[STUDY MATERIAL]
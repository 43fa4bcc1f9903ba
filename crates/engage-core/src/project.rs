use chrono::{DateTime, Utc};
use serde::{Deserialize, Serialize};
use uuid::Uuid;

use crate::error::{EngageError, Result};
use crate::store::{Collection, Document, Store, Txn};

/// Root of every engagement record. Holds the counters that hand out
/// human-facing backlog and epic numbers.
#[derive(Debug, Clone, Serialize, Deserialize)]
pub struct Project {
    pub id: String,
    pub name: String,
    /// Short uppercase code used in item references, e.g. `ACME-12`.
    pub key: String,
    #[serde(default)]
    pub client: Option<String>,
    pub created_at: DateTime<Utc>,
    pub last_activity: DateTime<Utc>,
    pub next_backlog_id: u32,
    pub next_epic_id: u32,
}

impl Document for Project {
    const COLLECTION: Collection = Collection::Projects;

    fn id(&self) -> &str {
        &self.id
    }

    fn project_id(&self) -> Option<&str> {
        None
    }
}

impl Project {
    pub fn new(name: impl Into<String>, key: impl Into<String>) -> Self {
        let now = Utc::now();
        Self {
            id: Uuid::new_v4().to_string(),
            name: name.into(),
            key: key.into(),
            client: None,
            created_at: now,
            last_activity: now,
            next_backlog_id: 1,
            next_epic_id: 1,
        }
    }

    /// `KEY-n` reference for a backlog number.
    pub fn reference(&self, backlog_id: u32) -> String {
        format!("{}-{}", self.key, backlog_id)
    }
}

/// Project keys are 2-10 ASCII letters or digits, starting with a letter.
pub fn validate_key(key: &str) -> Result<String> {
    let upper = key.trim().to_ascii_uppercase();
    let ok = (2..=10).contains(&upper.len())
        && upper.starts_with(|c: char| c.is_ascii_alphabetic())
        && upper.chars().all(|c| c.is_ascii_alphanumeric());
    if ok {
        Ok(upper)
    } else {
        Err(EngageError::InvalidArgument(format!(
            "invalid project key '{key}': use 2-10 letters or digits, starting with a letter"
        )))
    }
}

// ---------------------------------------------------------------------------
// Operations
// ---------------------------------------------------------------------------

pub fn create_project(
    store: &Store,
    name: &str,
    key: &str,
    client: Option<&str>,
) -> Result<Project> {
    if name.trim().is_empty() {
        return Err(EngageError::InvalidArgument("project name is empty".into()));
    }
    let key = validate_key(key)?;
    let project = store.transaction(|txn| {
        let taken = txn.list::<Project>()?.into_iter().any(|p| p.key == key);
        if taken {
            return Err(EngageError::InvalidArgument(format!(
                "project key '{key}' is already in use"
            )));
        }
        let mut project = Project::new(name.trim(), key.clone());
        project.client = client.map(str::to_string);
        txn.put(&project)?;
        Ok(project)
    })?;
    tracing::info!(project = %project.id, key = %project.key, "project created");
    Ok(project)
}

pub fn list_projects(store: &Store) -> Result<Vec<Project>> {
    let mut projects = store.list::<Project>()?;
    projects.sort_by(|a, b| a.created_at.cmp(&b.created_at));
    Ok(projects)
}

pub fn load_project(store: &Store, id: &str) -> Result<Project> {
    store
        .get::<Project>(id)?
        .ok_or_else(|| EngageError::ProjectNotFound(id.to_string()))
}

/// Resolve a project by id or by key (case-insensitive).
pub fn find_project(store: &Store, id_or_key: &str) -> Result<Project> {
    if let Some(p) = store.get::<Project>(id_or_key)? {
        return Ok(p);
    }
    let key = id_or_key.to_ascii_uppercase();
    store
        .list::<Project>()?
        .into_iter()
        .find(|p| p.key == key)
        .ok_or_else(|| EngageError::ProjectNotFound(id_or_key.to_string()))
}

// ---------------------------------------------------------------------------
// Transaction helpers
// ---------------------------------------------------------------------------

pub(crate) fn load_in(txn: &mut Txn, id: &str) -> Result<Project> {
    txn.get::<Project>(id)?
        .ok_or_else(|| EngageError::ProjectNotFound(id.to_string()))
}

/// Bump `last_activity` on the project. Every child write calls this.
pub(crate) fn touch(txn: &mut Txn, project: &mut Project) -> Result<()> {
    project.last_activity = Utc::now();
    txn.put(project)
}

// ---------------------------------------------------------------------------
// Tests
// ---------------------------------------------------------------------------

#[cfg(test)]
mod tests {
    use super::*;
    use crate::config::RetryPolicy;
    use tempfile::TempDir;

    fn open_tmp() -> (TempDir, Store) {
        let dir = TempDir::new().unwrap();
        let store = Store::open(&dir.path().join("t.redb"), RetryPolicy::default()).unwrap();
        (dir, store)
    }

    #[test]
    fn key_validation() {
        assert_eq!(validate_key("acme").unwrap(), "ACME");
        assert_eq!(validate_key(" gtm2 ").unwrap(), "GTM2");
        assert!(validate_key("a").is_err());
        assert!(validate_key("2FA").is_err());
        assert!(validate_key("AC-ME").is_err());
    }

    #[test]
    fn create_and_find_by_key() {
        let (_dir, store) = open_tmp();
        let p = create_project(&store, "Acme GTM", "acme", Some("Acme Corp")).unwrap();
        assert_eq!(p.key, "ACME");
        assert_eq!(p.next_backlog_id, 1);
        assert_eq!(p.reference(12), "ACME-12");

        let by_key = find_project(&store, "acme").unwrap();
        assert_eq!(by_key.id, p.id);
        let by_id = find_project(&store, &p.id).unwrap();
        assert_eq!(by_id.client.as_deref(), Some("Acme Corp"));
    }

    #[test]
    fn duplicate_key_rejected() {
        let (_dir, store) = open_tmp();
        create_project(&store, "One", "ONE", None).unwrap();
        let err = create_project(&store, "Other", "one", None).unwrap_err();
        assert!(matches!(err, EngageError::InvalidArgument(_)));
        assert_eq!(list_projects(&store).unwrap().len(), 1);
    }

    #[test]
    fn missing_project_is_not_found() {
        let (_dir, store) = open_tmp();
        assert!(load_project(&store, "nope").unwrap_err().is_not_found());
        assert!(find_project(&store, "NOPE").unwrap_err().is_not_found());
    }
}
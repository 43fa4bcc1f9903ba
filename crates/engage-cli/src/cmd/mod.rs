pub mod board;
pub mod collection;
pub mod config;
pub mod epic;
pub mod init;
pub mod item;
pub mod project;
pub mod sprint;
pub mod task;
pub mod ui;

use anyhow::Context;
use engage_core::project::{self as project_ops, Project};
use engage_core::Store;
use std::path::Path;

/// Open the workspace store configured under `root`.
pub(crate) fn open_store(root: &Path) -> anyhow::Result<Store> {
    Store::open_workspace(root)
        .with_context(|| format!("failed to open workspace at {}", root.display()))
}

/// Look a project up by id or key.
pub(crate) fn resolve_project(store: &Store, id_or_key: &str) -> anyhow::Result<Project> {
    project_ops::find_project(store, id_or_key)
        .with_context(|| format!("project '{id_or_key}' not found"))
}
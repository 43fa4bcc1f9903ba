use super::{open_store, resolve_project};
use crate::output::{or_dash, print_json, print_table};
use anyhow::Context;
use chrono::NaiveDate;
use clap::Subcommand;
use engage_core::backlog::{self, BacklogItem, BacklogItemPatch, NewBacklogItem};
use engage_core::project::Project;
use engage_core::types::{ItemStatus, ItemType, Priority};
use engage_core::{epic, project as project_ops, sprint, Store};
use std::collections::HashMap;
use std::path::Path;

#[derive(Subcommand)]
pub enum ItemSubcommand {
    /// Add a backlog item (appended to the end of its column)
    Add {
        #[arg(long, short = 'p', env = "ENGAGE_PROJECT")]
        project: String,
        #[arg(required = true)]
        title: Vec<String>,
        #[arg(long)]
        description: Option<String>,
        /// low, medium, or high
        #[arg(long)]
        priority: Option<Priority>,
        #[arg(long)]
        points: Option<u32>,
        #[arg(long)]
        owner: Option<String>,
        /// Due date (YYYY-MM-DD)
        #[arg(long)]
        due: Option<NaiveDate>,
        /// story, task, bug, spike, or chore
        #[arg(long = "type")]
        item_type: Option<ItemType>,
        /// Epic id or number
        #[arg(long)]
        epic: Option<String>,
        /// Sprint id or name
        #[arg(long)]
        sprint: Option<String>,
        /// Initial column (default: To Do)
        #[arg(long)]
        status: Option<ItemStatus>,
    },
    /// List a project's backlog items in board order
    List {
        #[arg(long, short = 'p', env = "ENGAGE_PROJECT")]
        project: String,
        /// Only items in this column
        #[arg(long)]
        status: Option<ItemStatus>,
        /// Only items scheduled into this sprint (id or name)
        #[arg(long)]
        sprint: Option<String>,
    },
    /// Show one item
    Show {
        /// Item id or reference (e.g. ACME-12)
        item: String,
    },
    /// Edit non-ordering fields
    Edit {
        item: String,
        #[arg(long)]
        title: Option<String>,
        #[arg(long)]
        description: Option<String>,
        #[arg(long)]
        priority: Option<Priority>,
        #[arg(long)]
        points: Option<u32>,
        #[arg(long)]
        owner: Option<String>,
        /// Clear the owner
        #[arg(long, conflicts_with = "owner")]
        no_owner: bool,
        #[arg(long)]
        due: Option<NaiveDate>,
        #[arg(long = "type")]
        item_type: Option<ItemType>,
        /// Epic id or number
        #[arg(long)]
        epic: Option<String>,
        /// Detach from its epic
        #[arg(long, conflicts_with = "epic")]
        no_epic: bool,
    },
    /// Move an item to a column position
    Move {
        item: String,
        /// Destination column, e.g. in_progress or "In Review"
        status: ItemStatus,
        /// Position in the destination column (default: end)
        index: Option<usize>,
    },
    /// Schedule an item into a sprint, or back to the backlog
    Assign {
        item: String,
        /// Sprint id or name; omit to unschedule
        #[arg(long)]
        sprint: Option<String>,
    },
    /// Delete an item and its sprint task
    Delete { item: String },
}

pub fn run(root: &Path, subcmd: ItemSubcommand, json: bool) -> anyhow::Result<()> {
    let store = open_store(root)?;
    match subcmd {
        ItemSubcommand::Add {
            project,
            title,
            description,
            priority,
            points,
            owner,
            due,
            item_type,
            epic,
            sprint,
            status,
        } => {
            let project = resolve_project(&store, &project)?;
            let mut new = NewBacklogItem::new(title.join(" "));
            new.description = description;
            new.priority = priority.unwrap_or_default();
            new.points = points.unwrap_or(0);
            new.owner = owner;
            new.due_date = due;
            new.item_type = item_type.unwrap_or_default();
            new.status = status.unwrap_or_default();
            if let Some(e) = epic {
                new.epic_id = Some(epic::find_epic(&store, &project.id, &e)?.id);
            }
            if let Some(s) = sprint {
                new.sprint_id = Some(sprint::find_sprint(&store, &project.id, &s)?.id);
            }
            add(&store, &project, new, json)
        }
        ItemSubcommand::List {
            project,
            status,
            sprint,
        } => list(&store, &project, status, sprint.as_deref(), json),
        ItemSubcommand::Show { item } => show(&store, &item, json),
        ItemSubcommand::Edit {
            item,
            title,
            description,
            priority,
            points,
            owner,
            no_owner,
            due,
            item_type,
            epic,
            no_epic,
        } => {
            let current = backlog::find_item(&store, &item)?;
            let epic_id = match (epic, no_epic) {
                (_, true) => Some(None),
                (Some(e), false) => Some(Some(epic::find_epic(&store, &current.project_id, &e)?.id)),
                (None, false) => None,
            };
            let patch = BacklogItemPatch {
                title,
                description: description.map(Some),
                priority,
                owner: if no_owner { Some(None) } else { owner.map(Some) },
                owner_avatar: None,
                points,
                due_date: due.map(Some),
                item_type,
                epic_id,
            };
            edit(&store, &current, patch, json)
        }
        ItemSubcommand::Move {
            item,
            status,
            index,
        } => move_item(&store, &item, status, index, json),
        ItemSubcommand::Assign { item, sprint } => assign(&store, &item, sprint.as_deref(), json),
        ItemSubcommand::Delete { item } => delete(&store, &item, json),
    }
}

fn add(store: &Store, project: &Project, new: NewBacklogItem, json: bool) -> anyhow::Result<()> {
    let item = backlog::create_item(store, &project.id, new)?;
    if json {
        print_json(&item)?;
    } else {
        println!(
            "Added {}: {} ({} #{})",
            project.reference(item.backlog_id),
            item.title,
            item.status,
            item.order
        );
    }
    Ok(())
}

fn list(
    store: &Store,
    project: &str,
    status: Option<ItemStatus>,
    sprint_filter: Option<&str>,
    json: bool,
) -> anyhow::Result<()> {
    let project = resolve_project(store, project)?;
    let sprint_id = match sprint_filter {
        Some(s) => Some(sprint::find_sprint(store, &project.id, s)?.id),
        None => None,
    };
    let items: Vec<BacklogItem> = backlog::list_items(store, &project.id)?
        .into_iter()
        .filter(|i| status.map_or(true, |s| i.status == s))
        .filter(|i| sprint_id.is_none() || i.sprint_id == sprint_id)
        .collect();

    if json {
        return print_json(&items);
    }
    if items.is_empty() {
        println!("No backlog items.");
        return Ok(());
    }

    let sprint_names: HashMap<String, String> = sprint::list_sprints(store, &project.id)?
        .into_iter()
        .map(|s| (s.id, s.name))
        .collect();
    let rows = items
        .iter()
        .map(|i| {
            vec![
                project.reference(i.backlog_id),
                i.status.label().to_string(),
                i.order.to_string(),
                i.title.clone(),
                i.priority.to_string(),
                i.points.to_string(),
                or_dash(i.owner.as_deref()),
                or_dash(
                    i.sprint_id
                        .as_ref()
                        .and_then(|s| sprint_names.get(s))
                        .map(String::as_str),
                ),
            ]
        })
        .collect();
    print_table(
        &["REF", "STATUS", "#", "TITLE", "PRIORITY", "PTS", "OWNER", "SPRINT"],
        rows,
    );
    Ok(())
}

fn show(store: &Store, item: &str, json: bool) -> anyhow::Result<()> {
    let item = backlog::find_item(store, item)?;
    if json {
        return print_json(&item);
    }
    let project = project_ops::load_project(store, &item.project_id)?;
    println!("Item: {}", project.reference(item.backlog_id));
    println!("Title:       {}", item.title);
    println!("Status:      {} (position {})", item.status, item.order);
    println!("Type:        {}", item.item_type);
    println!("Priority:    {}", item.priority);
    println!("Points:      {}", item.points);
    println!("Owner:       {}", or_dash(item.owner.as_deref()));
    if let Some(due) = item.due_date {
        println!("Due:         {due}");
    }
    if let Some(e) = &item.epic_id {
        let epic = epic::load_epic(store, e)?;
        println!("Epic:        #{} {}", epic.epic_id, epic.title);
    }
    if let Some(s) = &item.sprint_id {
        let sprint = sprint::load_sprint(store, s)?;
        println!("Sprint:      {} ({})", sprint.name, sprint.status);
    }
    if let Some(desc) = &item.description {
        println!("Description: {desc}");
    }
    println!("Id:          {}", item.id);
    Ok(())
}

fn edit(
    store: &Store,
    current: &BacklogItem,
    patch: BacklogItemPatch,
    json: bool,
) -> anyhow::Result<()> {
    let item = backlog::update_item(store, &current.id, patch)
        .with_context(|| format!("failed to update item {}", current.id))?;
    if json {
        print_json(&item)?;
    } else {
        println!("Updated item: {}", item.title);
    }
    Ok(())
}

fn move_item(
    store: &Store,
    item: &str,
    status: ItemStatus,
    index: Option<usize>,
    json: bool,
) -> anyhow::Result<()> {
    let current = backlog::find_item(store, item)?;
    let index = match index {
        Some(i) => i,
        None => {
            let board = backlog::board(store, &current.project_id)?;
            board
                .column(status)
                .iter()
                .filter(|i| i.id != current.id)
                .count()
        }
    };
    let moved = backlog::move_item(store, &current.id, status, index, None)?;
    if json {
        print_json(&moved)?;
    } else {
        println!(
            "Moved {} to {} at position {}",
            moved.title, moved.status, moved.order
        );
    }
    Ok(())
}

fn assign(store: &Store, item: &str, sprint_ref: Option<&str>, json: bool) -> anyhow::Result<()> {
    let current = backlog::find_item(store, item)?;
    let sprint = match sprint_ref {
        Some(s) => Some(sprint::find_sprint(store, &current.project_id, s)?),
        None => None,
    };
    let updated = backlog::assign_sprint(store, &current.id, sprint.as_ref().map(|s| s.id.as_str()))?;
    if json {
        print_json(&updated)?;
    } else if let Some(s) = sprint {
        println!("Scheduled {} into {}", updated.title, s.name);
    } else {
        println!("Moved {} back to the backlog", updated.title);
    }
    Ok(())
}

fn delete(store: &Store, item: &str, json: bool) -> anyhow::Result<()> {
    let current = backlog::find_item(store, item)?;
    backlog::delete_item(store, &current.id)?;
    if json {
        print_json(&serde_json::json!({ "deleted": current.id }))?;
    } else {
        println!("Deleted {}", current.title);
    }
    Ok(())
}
[/STUDY MATERIAL]
> _PROBLEM STATEMENT_
Wherever the word "starting" turns up in the records, copy out the line it is on.

> _EXERCISE RESPONSE_
/// Project keys are 2-10 ASCII letters or digits, starting with a letter.
            "invalid project key '{key}': use 2-10 letters or digits, starting with a letter"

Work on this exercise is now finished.